Padrões observados nos casos semelhantes deste acervo — cada processo é único.
❓ Perguntas frequentes
O que essa decisão decidiu?
Essa decisão do TST negou um recurso da empresa, mantendo a condenação ao pagamento de adicional de periculosidade ao trabalhador.
Quem entrou no processo?
Uma empresa entrou com o recurso, e o trabalhador era a parte contrária.
Como o tribunal decidiu e por quê?
O tribunal negou o recurso da empresa porque ele não atacou especificamente os fundamentos da decisão anterior, conforme a Súmula 422, I, do TST, e também pela ausência de transcendência.
Quais leis ou súmulas foram aplicadas?
Foi aplicada a Súmula 422, I, do TST, que trata da inadmissibilidade de recursos que não atacam os fundamentos da decisão recorrida.
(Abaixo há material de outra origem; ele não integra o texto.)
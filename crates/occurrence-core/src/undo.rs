//! Undo and dot-repeat bookkeeping.
//!
//! After an operator run that applied edits, the engine pushes an [`UndoRecord`] for the buffer.
//! When the host later reports a text change, [`UndoBridge::settle`] compares the buffer's undo
//! sequence number with the recorded ones and hands back every record whose edits were undone,
//! so the session can restore the patterns and marks it removed.

use std::collections::HashMap;

use crate::error::Result;
use crate::host::{BufferId, WindowId};
use crate::pattern::Pattern;
use crate::position::{Location, Span};

/// What an operator run removed, keyed by the undo sequence number it left behind.
#[derive(Debug, Clone, PartialEq, Eq)]
pub struct UndoRecord {
    /// Undo sequence number right after the run.
    pub seq: u64,
    /// Pattern snapshot at collection time.
    pub patterns: Vec<Pattern>,
    /// Serialized original spans of every processed mark.
    pub spans: Vec<String>,
}

impl UndoRecord {
    /// Decode the recorded spans.
    pub fn spans(&self) -> impl Iterator<Item = Result<Span>> + '_ {
        self.spans.iter().map(|key| Span::from_key(key))
    }
}

/// Per-buffer stacks of [`UndoRecord`]s.
#[derive(Debug, Default)]
pub struct UndoBridge {
    stacks: HashMap<BufferId, Vec<UndoRecord>>,
}

impl UndoBridge {
    /// Create an empty bridge.
    pub fn new() -> Self {
        Self::default()
    }

    /// Push a record. Returns `true` if the buffer had no records before, meaning the caller
    /// has to start listening for text changes.
    pub fn push(&mut self, buffer: BufferId, record: UndoRecord) -> bool {
        let stack = self.stacks.entry(buffer).or_default();
        stack.push(record);
        stack.len() == 1
    }

    /// Number of records for `buffer`.
    pub fn depth(&self, buffer: BufferId) -> usize {
        self.stacks.get(&buffer).map_or(0, Vec::len)
    }

    /// Returns `true` while `buffer` has records and therefore needs change notifications.
    pub fn is_listening(&self, buffer: BufferId) -> bool {
        self.depth(buffer) > 0
    }

    /// Pop every record undone by moving the buffer to sequence number `current`.
    ///
    /// Records come back most recent first. Records at or below `current` stay: the edits they
    /// describe are still reachable by undo.
    pub fn settle(&mut self, buffer: BufferId, current: u64) -> Vec<UndoRecord> {
        let Some(stack) = self.stacks.get_mut(&buffer) else {
            return Vec::new();
        };

        let mut undone = Vec::new();
        while stack.last().is_some_and(|top| current < top.seq) {
            if let Some(record) = stack.pop() {
                log::debug!(
                    "buffer {buffer}: undo to {current} passed record {}",
                    record.seq
                );
                undone.push(record);
            }
        }
        if stack.is_empty() {
            self.stacks.remove(&buffer);
        }
        undone
    }

    /// Drop every record of `buffer`.
    pub fn forget(&mut self, buffer: BufferId) -> usize {
        self.stacks.remove(&buffer).map_or(0, |stack| stack.len())
    }
}

/// Cursor locations captured when the "repeat last change" key was pressed, per window.
#[derive(Debug, Default)]
pub struct RepeatCache {
    cursors: HashMap<WindowId, Location>,
}

impl RepeatCache {
    /// Remember the cursor of `window`.
    pub fn observe(&mut self, window: WindowId, cursor: Location) {
        self.cursors.insert(window, cursor);
    }

    /// The cached cursor of `window`, if any.
    pub fn get(&self, window: WindowId) -> Option<Location> {
        self.cursors.get(&window).copied()
    }

    /// Remove and return the cached cursor of `window`.
    pub fn take(&mut self, window: WindowId) -> Option<Location> {
        self.cursors.remove(&window)
    }
}

#[cfg(test)]
mod tests {
    use super::*;
    use crate::pattern::PatternKind;

    fn record(seq: u64) -> UndoRecord {
        UndoRecord {
            seq,
            patterns: vec![Pattern::new("foo", PatternKind::Word).unwrap()],
            spans: vec![
                Span::new(Location::new(0, 0), Location::new(0, 3))
                    .unwrap()
                    .key(),
            ],
        }
    }

    #[test]
    fn test_push_reports_first_record() {
        let mut bridge = UndoBridge::new();
        let buffer = BufferId(1);
        assert!(bridge.push(buffer, record(3)));
        assert!(!bridge.push(buffer, record(5)));
        assert_eq!(bridge.depth(buffer), 2);
        assert!(bridge.is_listening(buffer));
    }

    #[test]
    fn test_settle_pops_every_undone_record() {
        let mut bridge = UndoBridge::new();
        let buffer = BufferId(1);
        bridge.push(buffer, record(3));
        bridge.push(buffer, record(5));
        bridge.push(buffer, record(8));

        // Forward progress keeps everything.
        assert!(bridge.settle(buffer, 9).is_empty());
        assert_eq!(bridge.depth(buffer), 3);

        // Two undo steps at once unwind two records, most recent first.
        let undone: Vec<u64> = bridge.settle(buffer, 4).iter().map(|r| r.seq).collect();
        assert_eq!(undone, vec![8, 5]);
        assert_eq!(bridge.depth(buffer), 1);

        assert_eq!(bridge.settle(buffer, 0).len(), 1);
        assert!(!bridge.is_listening(buffer));
    }

    #[test]
    fn test_record_spans_decode() {
        let spans: Vec<Span> = record(1).spans().collect::<Result<_>>().unwrap();
        assert_eq!(
            spans,
            vec![Span::new(Location::new(0, 0), Location::new(0, 3)).unwrap()]
        );
    }

    #[test]
    fn test_repeat_cache_is_per_window() {
        let mut cache = RepeatCache::default();
        cache.observe(WindowId(1), Location::new(2, 3));
        cache.observe(WindowId(2), Location::new(4, 0));
        assert_eq!(cache.take(WindowId(1)), Some(Location::new(2, 3)));
        assert_eq!(cache.take(WindowId(1)), None);
        assert_eq!(cache.get(WindowId(2)), Some(Location::new(4, 0)));
    }
}
//! Regex search over buffer text.
//!
//! Used by [`MemoryHost`](crate::MemoryHost) to implement [`Host::search`](crate::Host::search).
//! All inputs and outputs are **character offsets** into the whole buffer text (lines joined by
//! `'\n'`); byte offsets never leave this module.

use regex::{Regex, RegexBuilder};

use crate::error::{OccurrenceError, Result};

/// A match as a half-open character range.
#[derive(Debug, Clone, Copy, PartialEq, Eq)]
pub struct SearchMatch {
    /// Inclusive start character offset.
    pub start: usize,
    /// Exclusive end character offset.
    pub end: usize,
}

impl SearchMatch {
    /// Returns the length of the match in characters.
    pub fn len(&self) -> usize {
        self.end.saturating_sub(self.start)
    }

    /// Returns `true` if the match is empty.
    pub fn is_empty(&self) -> bool {
        self.start >= self.end
    }
}

#[derive(Debug)]
pub(crate) struct CharIndex {
    char_to_byte: Vec<usize>,
    text_len: usize,
}

impl CharIndex {
    pub(crate) fn new(text: &str) -> Self {
        let mut char_to_byte: Vec<usize> = text.char_indices().map(|(b, _)| b).collect();
        char_to_byte.push(text.len());
        Self {
            char_to_byte,
            text_len: text.len(),
        }
    }

    pub(crate) fn char_count(&self) -> usize {
        self.char_to_byte.len().saturating_sub(1)
    }

    pub(crate) fn char_to_byte(&self, char_offset: usize) -> usize {
        let clamped = char_offset.min(self.char_count());
        self.char_to_byte
            .get(clamped)
            .cloned()
            .unwrap_or(self.text_len)
    }

    pub(crate) fn byte_to_char(&self, byte_offset: usize) -> usize {
        let clamped = byte_offset.min(self.text_len);
        match self.char_to_byte.binary_search(&clamped) {
            Ok(idx) => idx,
            Err(idx) => idx,
        }
    }
}

/// Compile a normalized pattern value.
pub fn compile(pattern: &str, case_insensitive: bool) -> Result<Regex> {
    RegexBuilder::new(pattern)
        .case_insensitive(case_insensitive)
        .multi_line(true)
        .build()
        .map_err(|err| OccurrenceError::InvalidPattern {
            pattern: pattern.to_string(),
            message: err.to_string(),
        })
}

fn to_chars(index: &CharIndex, m: regex::Match<'_>) -> SearchMatch {
    SearchMatch {
        start: index.byte_to_char(m.start()),
        end: index.byte_to_char(m.end()),
    }
}

/// First non-empty match starting at or after `from_char` (strictly after unless `inclusive`).
pub(crate) fn find_next(
    text: &str,
    index: &CharIndex,
    re: &Regex,
    from_char: usize,
    inclusive: bool,
) -> Option<SearchMatch> {
    let mut start_char = if inclusive { from_char } else { from_char + 1 };
    loop {
        if start_char > index.char_count() {
            return None;
        }
        let m = re.find_at(text, index.char_to_byte(start_char))?;
        let candidate = to_chars(index, m);
        if !candidate.is_empty() {
            return Some(candidate);
        }
        start_char = candidate.start + 1;
    }
}

/// Last non-empty match starting before `from_char` (or at it when `inclusive`).
pub(crate) fn find_prev(
    text: &str,
    index: &CharIndex,
    re: &Regex,
    from_char: usize,
    inclusive: bool,
) -> Option<SearchMatch> {
    let limit = if inclusive {
        from_char
    } else {
        from_char.checked_sub(1)?
    };

    // Matches may overlap, so every start position is probed rather than `find_iter`.
    let mut last = None;
    let mut start_char = 0;
    while start_char <= limit.min(index.char_count()) {
        let Some(m) = re.find_at(text, index.char_to_byte(start_char)) else {
            break;
        };
        let candidate = to_chars(index, m);
        if candidate.start > limit {
            break;
        }
        if !candidate.is_empty() {
            last = Some(candidate);
        }
        start_char = candidate.start + 1;
    }
    last
}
Também foram citados artigos da CLT e da Constituição.
Qual foi o argumento que mais pesou na decisão?
O argumento central foi que o recurso da empresa não questionou de forma específica os motivos pelos quais a decisão anterior havia confirmado a periculosidade, como o laudo pericial e o PPRA.
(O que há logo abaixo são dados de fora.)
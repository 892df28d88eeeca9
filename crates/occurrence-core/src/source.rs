//! Where new patterns come from.

use unicode_segmentation::UnicodeSegmentation;

use crate::error::Result;
use crate::host::{Host, WindowId};
use crate::pattern::PatternKind;

/// A place to read pattern text from.
#[derive(Debug, Clone, Copy, PartialEq, Eq)]
pub enum PatternSource {
    /// The word at or after the cursor, matched on word boundaries.
    WordUnderCursor,
    /// The text of the visual selection, matched literally.
    Selection,
    /// The host's last search, used as a regex.
    LastSearch,
}

impl PatternSource {
    /// How text from this source is matched.
    pub fn kind(self) -> PatternKind {
        match self {
            Self::WordUnderCursor => PatternKind::Word,
            Self::Selection => PatternKind::Text,
            Self::LastSearch => PatternKind::Raw,
        }
    }

    /// Read the text. Absence is logged and reported as `Ok(None)`.
    pub fn read<H: Host + ?Sized>(self, host: &H, window: WindowId) -> Result<Option<String>> {
        match self {
            Self::WordUnderCursor => word_under_cursor(host, window),
            Self::Selection => selection_text(host, window),
            Self::LastSearch => Ok(last_search(host)),
        }
    }
}

/// The first word that ends after the cursor column on the cursor line.
pub fn word_under_cursor<H: Host + ?Sized>(host: &H, window: WindowId) -> Result<Option<String>> {
    let buffer = host.window_buffer(window)?;
    let cursor = host.cursor(window)?;
    let line = host.line(buffer, cursor.line)?;

    let mut column = 0;
    for (_, segment) in line.split_word_bound_indices() {
        let width = segment.chars().count();
        let end = column + width;
        if end > cursor.column && segment.chars().any(is_word_char) {
            return Ok(Some(segment.to_string()));
        }
        column = end;
    }

    log::warn!("no word under cursor at {cursor}");
    Ok(None)
}

fn is_word_char(c: char) -> bool {
    c == '_' || c.is_alphanumeric()
}

/// Text of the window's selection, lines joined by `'\n'`.
pub fn selection_text<H: Host + ?Sized>(host: &H, window: WindowId) -> Result<Option<String>> {
    let buffer = host.window_buffer(window)?;
    let Some(selection) = host.selection(window)?.filter(|s| !s.is_empty()) else {
        log::warn!("window {window} has no selection");
        return Ok(None);
    };
    let text = host.text(buffer, selection)?.join("\n");
    if text.is_empty() {
        log::warn!("selection {selection} is empty");
        return Ok(None);
    }
    Ok(Some(text))
}

/// The host's last search pattern.
pub fn last_search<H: Host + ?Sized>(host: &H) -> Option<String> {
    let found = host.last_search().filter(|pattern| !pattern.is_empty());
    if found.is_none() {
        log::warn!("no previous search pattern");
    }
    found
}
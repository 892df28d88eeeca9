//! Search patterns.
//!
//! A [`Pattern`] is an opaque, normalized search key handed to the host's search primitive. The
//! normalized value uses `regex` syntax. Equality (and therefore de-duplication inside an
//! [`Occurrence`](crate::Occurrence)) is defined on the normalized value, not on the text the
//! caller supplied.

use std::fmt;
use std::hash::{Hash, Hasher};

use crate::error::{OccurrenceError, Result};

/// How a pattern's text is turned into a search key.
#[derive(Debug, Clone, Copy, PartialEq, Eq, Hash)]
pub enum PatternKind {
    /// Literal text bounded by word boundaries (the `*` search of modal editors).
    Word,
    /// Literal text matched anywhere.
    Text,
    /// A raw regex, passed through untouched apart from newline escaping.
    Raw,
}

/// A normalized search key.
#[derive(Debug, Clone)]
pub struct Pattern {
    text: String,
    value: String,
    kind: PatternKind,
}

fn is_word_char(ch: char) -> bool {
    ch == '_' || ch.is_alphanumeric()
}

fn escape_newlines(text: &str) -> String {
    text.replace("\r\n", "\n").replace('\n', "\\n")
}

impl Pattern {
    /// Normalize `text` according to `kind`.
    ///
    /// Fails with [`OccurrenceError::EmptyPattern`] for empty text.
    pub fn new(text: &str, kind: PatternKind) -> Result<Self> {
        if text.is_empty() {
            return Err(OccurrenceError::EmptyPattern);
        }

        let value = match kind {
            PatternKind::Raw => escape_newlines(text),
            PatternKind::Text => escape_newlines(&regex::escape(text)),
            PatternKind::Word => {
                let escaped = escape_newlines(&regex::escape(text));
                // A boundary is only meaningful next to a word character; `\b(` can never match.
                let lead = if text.chars().next().is_some_and(is_word_char) {
                    "\\b"
                } else {
                    ""
                };
                let trail = if text.chars().next_back().is_some_and(is_word_char) {
                    "\\b"
                } else {
                    ""
                };
                format!("{lead}{escaped}{trail}")
            }
        };

        Ok(Self {
            text: text.to_string(),
            value,
            kind,
        })
    }

    /// The text this pattern was created from.
    pub fn text(&self) -> &str {
        &self.text
    }

    /// The normalized search key.
    pub fn as_str(&self) -> &str {
        &self.value
    }

    /// The kind used for normalization.
    pub fn kind(&self) -> PatternKind {
        self.kind
    }
}

impl PartialEq for Pattern {
    fn eq(&self, other: &Self) -> bool {
        self.value == other.value
    }
}

impl Eq for Pattern {}

impl Hash for Pattern {
    fn hash<H: Hasher>(&self, state: &mut H) {
        self.value.hash(state);
    }
}

impl fmt::Display for Pattern {
    fn fmt(&self, f: &mut fmt::Formatter<'_>) -> fmt::Result {
        f.write_str(&self.value)
    }
}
A decisão foi favorável ou contrária a quem pediu?
A decisão foi contrária à empresa que interpôs o agravo, e favorável ao trabalhador.
O que isso significa pra quem está em situação parecida?
Significa que, ao recorrer, é crucial contestar diretamente cada ponto da decisão anterior, apresentando argumentos específicos para cada fundamento, sob pena de o recurso não ser sequer analisado.
Quais provas ou documentos foram importantes?
O laudo pericial foi fundamental para comprovar a exposição ao risco de eletricidade, e o PPRA da própria empresa também foi relevante.
Ainda é possível recorrer de uma decisão dessas?
Em geral, após uma decisão do TST, as possibilidades de recurso são muito limitadas, restritas a casos excepcionais e específicos.
Vale a pena procurar um advogado num caso assim?
Sim, é sempre recomendável procurar um advogado especialista para analisar o caso concreto e orientar sobre os próximos passos e as chances de sucesso.